Background
Hypertension (HTN) is common following renal transplantation and it is associated with adverse effects on cardiovascular (CV) and graft health. Ambulatory blood pressure monitoring (ABPM) is the preferred method to characterize blood pressure (BP) status, since HTN misclassification by office BP (OBP) is quite common in this population. We performed a systematic review and meta-analysis aimed at determining the clinical utility of 24h ABPM and its potential implications for the management of HTN in this population.
Methods
Ovid-MEDLINE and PubMed databases were searched for interventional or observational studies enrolling adult kidney transplant recipients (KTRs) undergoing 24-hour ABP readings compared with office or home BP. Main outcome was: proportion of KTRs diagnosed with HTN by ABPM, home or office recordings.
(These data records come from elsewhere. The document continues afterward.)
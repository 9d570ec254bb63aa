//! Local cache for versions fetched from the cloud tier.
//!
//! [`CacheManager`] maps each version to a deterministic directory, commits
//! downloads atomically through staging directories, and evicts entries by
//! age, either on demand or from a background sweeper.

#![forbid(unsafe_code)]
#![warn(missing_docs)]

mod config;
mod manager;

pub use config::{CacheConfig, CacheConfigBuilder};
pub use manager::{CacheManager, CacheSweeper, MIN_SWEEP_INTERVAL, STAGING_SUFFIX};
Additionally, day-night BP variability and dipper/non-dipper status were assessed.
Results
Forty-two eligible studies (4115 participants) were reviewed. A cumulative analysis including 27 studies (3481 participants) revealed a prevalence of uncontrolled HTN detected by ABPM of 56% (95% CI, 46%-65%). The pooled prevalence of uncontrolled HTN according to office BP was 47% (95% CI, 36%-58%) in 25 studies (3261 participants). Very few studies reported on home BP recordings. The average concordance rate between office and ABPM measurements in classifying patients as controlled or uncontrolled hypertensive was 66% (95% CI, 59%-73%). ABPM revealed HTN phenotypes among KTRs. Two pooled analyses of eleven and ten studies, respectively, revealed an average prevalence of 26% (95% CI, 19%-33%) for masked HTN and 10% (95% CI, 6%-17%) for white-coat HTN. The proportion of non-dippers was variable across the 28 studies that analyzed dipping status, with an average prevalence of 54% (95% CI, 45%-63%).
Conclusions
In our systematic review, comparison of office vs. ambulatory BP measurements disclosed a high proportion of masked, uncontrolled HTN and, to a lesser extent, white-coat HTN in KTRs. These results suggest that HTN is not adequately diagnosed and controlled by office recordings in this population. Furthermore, the high prevalence of non-dippers confirmed that circadian rhythm is commonly disturbed in KTRs.